**Action item:** Return, exactly and in full, the lines of the records below starting at the one with "pub fn call_delay(&self)" and ending at the one with "if !required &&", and no other lines.

**Records for this exercise:**
//! Run configuration loaded from a YAML file.
//!
//! Every key is optional; missing keys take the defaults below. A missing
//! file at the default location means "use defaults", while a missing file
//! that was named explicitly on the command line is an error.
//!
//! ```yaml
//! keywords: ["AI", "인공지능"]
//! window_hours: 24
//! classify:
//!   on_failure: unclassified
//! enrich:
//!   content_mode: gateway
//!   call_delay_secs: 4
//! ```

use crate::error::ConfigError;
use serde::Deserialize;
use std::path::Path;
use std::time::Duration;
use tracing::{info, instrument};

/// Longest accepted recency window (one year).
pub const MAX_WINDOW_HOURS: i64 = 24 * 365;

/// Top-level configuration.
#[derive(Debug, Clone, Deserialize)]
#[serde(default)]
pub struct Config {
    /// Search keywords; one provider query per keyword.
    pub keywords: Vec<String>,
    /// Trailing recency window in hours.
    pub window_hours: i64,
    /// Offset from the host's UTC clock to the local clock the provider uses.
    pub utc_offset_hours: i64,
    pub source: SourceConfig,
    pub gateway: GatewayConfig,
    pub classify: ClassifyConfig,
    pub enrich: EnrichConfig,
    pub output: OutputConfig,
}

impl Default for Config {
    fn default() -> Self {
        Self {
            keywords: vec!["AI".to_string(), "인공지능".to_string()],
            window_hours: 24,
            utc_offset_hours: 9,
            source: SourceConfig::default(),
            gateway: GatewayConfig::default(),
            classify: ClassifyConfig::default(),
            enrich: EnrichConfig::default(),
            output: OutputConfig::default(),
        }
    }
}

/// Ranking requested from the search provider.
#[derive(Debug, Clone, Copy, PartialEq, Eq, Deserialize)]
#[serde(rename_all = "lowercase")]
pub enum SortOrder {
    /// Similarity to the query.
    Sim,
    /// Newest first.
    Date,
}

impl SortOrder {
    pub fn as_str(self) -> &'static str {
        match self {
            SortOrder::Sim => "sim",
            SortOrder::Date => "date",
        }
    }
}

#[derive(Debug, Clone, Deserialize)]
#[serde(default)]
pub struct SourceConfig {
    pub base_url: String,
    /// Results requested per keyword (the provider caps this at 100).
    pub page_size: u32,
    pub sort: SortOrder,
    pub timeout_secs: u64,
}

impl Default for SourceConfig {
    fn default() -> Self {
        Self {
            base_url: "https://openapi.naver.com".to_string(),
            page_size: 50,
            sort: SortOrder::Sim,
            timeout_secs: 15,
        }
    }
}

/// Shape of the delay between retried model calls.
#[derive(Debug, Clone, Copy, PartialEq, Eq, Deserialize)]
#[serde(rename_all = "lowercase")]
pub enum BackoffKind {
    /// `attempt × base`
    Linear,
    /// `base × 2^(attempt-1)`, capped at 30s
    Exponential,
}

#[derive(Debug, Clone, Deserialize)]
#[serde(default)]
pub struct GatewayConfig {
    pub base_url: String,
    pub model: String,
    pub timeout_secs: u64,
    pub max_attempts: usize,
    pub base_delay_secs: u64,
    pub backoff: BackoffKind,
}

impl Default for GatewayConfig {
    fn default() -> Self {
        Self {
            base_url: "https://generativelanguage.googleapis.com/v1beta".to_string(),
            model: "gemini-2.0-flash".to_string(),
            timeout_secs: 90,
            max_attempts: 3,
            base_delay_secs: 5,
            backoff: BackoffKind::Linear,
        }
    }
}

/// What to do when the classifier cannot produce a valid topic partition.
#[derive(Debug, Clone, Copy, PartialEq, Eq, Deserialize)]
#[serde(rename_all = "lowercase")]
pub enum ClassifyFailurePolicy {
    /// Stop the run without writing a report.
    Abort,
    /// Continue with every record in one uncategorized topic.
    Unclassified,
}

#[derive(Debug, Clone, Deserialize)]
#[serde(default)]
pub struct ClassifyConfig {
    /// Upper bound on records sent in the classification prompt.
    pub max_records: usize,
    pub on_failure: ClassifyFailurePolicy,
}

impl Default for ClassifyConfig {
    fn default() -> Self {
        Self {
            max_records: 50,
            on_failure: ClassifyFailurePolicy::Abort,
        }
    }
}

/// Where the enrichment worker gets article text from.
#[derive(Debug, Clone, Copy, PartialEq, Eq, Deserialize)]
#[serde(rename_all = "lowercase")]
pub enum ContentMode {
    /// Download the page and summarize the extracted text.
    Direct,
    /// Let the model open the link itself with its web tools.
    Gateway,
}

#[derive(Debug, Clone, Deserialize)]
#[serde(default)]
pub struct EnrichConfig {
    pub per_topic_cap: usize,
    pub content_mode: ContentMode,
    /// Content shorter than this is treated as unusable.
    pub min_content_chars: usize,
    /// Article text beyond this is cut before it goes into a prompt.
    pub max_content_chars: usize,
    pub max_summary_chars: usize,
    pub relevance_check: bool,
    pub duplicate_check: bool,
    /// Minimum spacing between consecutive model calls.
    pub call_delay_secs: u64,
    pub fetch_timeout_secs: u64,
}

impl Default for EnrichConfig {
    fn default() -> Self {
        Self {
            per_topic_cap: 5,
            content_mode: ContentMode::Direct,
            min_content_chars: 200,
            max_content_chars: 6000,
            max_summary_chars: 600,
            relevance_check: true,
            duplicate_check: true,
            call_delay_secs: 4,
            fetch_timeout_secs: 15,
        }
    }
}

impl EnrichConfig {
    pub fn call_delay(&self) -> Duration {
        Duration::from_secs(self.call_delay_secs)
    }
}

#[derive(Debug, Clone, Deserialize)]
#[serde(default)]
pub struct OutputConfig {
    pub html_path: String,
    /// Also write the report as JSON when set.
    pub json_path: Option<String>,
    pub title: String,
}

impl Default for OutputConfig {
    fn default() -> Self {
        Self {
            html_path: "index.html".to_string(),
            json_path: None,
            title: "AI 뉴스 브리핑".to_string(),
        }
    }
}

impl Config {
    /// Parse and validate a YAML document.
    pub fn from_yaml(text: &str) -> Result<Self, ConfigError> {
        let config: Config = serde_yaml::from_str(text)?;
        config.validate()?;
        Ok(config)
    }

    /// Load configuration from `path`.
    ///
    /// When `required` is false and the file does not exist, defaults are used.
    #[instrument(level = "info", skip_all, fields(path = %path.display()))]
    pub fn load(path: &Path, required: bool) -> Result<Self, ConfigError> {
        if !required && !path.exists() {
            info!("No config file found; using defaults");
            let config = Config::default();
            config.validate()?;
            return Ok(config);
        }
        let text = std::fs::read_to_string(path).map_err(|source| ConfigError::Io {
            path: path.display().to_string(),
            source,
        })?;
        let config = Config::from_yaml(&text)?;
        info!(keywords = ?config.keywords, window_hours = config.window_hours, "Loaded configuration");
        Ok(config)
    }

    fn validate(&self) -> Result<(), ConfigError> {
        if self.keywords.iter().all(|k| k.trim().is_empty()) {
            return Err(ConfigError::Invalid("keywords must not be empty".to_string()));
        }
        if !(1..=MAX_WINDOW_HOURS).contains(&self.window_hours) {
            return Err(ConfigError::Invalid(format!(
                "window_hours must be within 1..={MAX_WINDOW_HOURS}"
            )));
        }
        if !(-14..=14).contains(&self.utc_offset_hours) {
            return Err(ConfigError::Invalid("utc_offset_hours must be within -14..=14".to_string()));
        }
        if self.gateway.max_attempts == 0 {
            return Err(ConfigError::Invalid("gateway.max_attempts must be at least 1".to_string()));
        }
        if self.enrich.per_topic_cap == 0 {
            return Err(ConfigError::Invalid("enrich.per_topic_cap must be at least 1".to_string()));
        }
        if self.classify.max_records == 0 {
            return Err(ConfigError::Invalid("classify.max_records must be at least 1".to_string()));
        }
        if !(1..=100).contains(&self.source.page_size) {
            return Err(ConfigError::Invalid("source.page_size must be within 1..=100".to_string()));
        }
        Ok(())
    }

    /// The search intent used for relevance checks.
    pub fn search_intent(&self) -> String {
        self.keywords
            .iter()
            .map(|k| k.trim())
            .filter(|k| !k.is_empty())
            .collect::<Vec<_>>()
            .join(" OR ")
    }
}

#[cfg(test)]
mod tests {
    use super::*;

    #[test]
    fn test_default_values() {
        let config = Config::default();
        assert_eq!(config.keywords, vec!["AI", "인공지능"]);
        assert_eq!(config.source.page_size, 50);
        assert_eq!(config.source.sort, SortOrder::Sim);
        assert_eq!(config.gateway.max_attempts, 3);
        assert_eq!(config.enrich.per_topic_cap, 5);
        assert_eq!(config.classify.on_failure, ClassifyFailurePolicy::Abort);
        assert!(config.validate().is_ok());
    }

    #[test]
    fn test_partial_yaml_keeps_defaults() {
        let config = Config::from_yaml(
            r#"
keywords: ["반도체"]
classify:
  on_failure: unclassified
enrich:
  content_mode: gateway
"#,
        )
        .unwrap();

        assert_eq!(config.keywords, vec!["반도체"]);
        assert_eq!(config.classify.on_failure, ClassifyFailurePolicy::Unclassified);
        assert_eq!(config.classify.max_records, 50);
        assert_eq!(config.enrich.content_mode, ContentMode::Gateway);
        assert_eq!(config.enrich.min_content_chars, 200);
        assert_eq!(config.window_hours, 24);
    }

    #[test]
    fn test_rejects_invalid_values() {
        assert!(matches!(
            Config::from_yaml("keywords: []"),
            Err(ConfigError::Invalid(_))
        ));
        assert!(matches!(
            Config::from_yaml("enrich:\n  per_topic_cap: 0"),
            Err(ConfigError::Invalid(_))
        ));
        assert!(matches!(
            Config::from_yaml("gateway:\n  backoff: random"),
            Err(ConfigError::Yaml(_))
        ));
    }

    #[test]
    fn test_rejects_out_of_range_time_settings() {
        for yaml in [
            "window_hours: 0",
            "window_hours: 9000000000000000",
            "window_hours: 8761",
            "utc_offset_hours: 15",
            "utc_offset_hours: -9000000000000000",
        ] {
            assert!(
                matches!(Config::from_yaml(yaml), Err(ConfigError::Invalid(_))),
                "{yaml}"
            );
        }

        let config = Config::from_yaml("window_hours: 8760\nutc_offset_hours: -14").unwrap();
        let now = crate::filter::local_now(config.utc_offset_hours);
        assert!(crate::filter::filter_recent(Vec::new(), config.window_hours, now).is_empty());
    }

    #[test]
    fn test_missing_optional_file_uses_defaults() {
        let config = Config::load(Path::new("/definitely/not/here.yaml"), false).unwrap();
        assert_eq!(config.window_hours, 24);
    }

    #[test]
    fn test_missing_required_file_is_error() {
        let err = Config::load(Path::new("/definitely/not/here.yaml"), true).unwrap_err();
        assert!(matches!(err, ConfigError::Io { .. }));
    }

    #[test]
    fn test_search_intent_joins_keywords() {
        let config = Config::from_yaml("keywords: [\"AI\", \" \", \"인공지능\"]").unwrap();
        assert_eq!(config.search_intent(), "AI OR 인공지능");
    }
}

**Response to the task:**
    pub fn call_delay(&self) -> Duration {
        Duration::from_secs(self.call_delay_secs)
    }
}

#[derive(Debug, Clone, Deserialize)]
#[serde(default)]
pub struct OutputConfig {
    pub html_path: String,
    /// Also write the report as JSON when set.
    pub json_path: Option<String>,
    pub title: String,
}

impl Default for OutputConfig {
    fn default() -> Self {
        Self {
            html_path: "index.html".to_string(),
            json_path: None,
            title: "AI 뉴스 브리핑".to_string(),
        }
    }
}

impl Config {
    /// Parse and validate a YAML document.
    pub fn from_yaml(text: &str) -> Result<Self, ConfigError> {
        let config: Config = serde_yaml::from_str(text)?;
        config.validate()?;
        Ok(config)
    }

    /// Load configuration from `path`.
    ///
    /// When `required` is false and the file does not exist, defaults are used.
    #[instrument(level = "info", skip_all, fields(path = %path.display()))]
    pub fn load(path: &Path, required: bool) -> Result<Self, ConfigError> {
        if !required && !path.exists() {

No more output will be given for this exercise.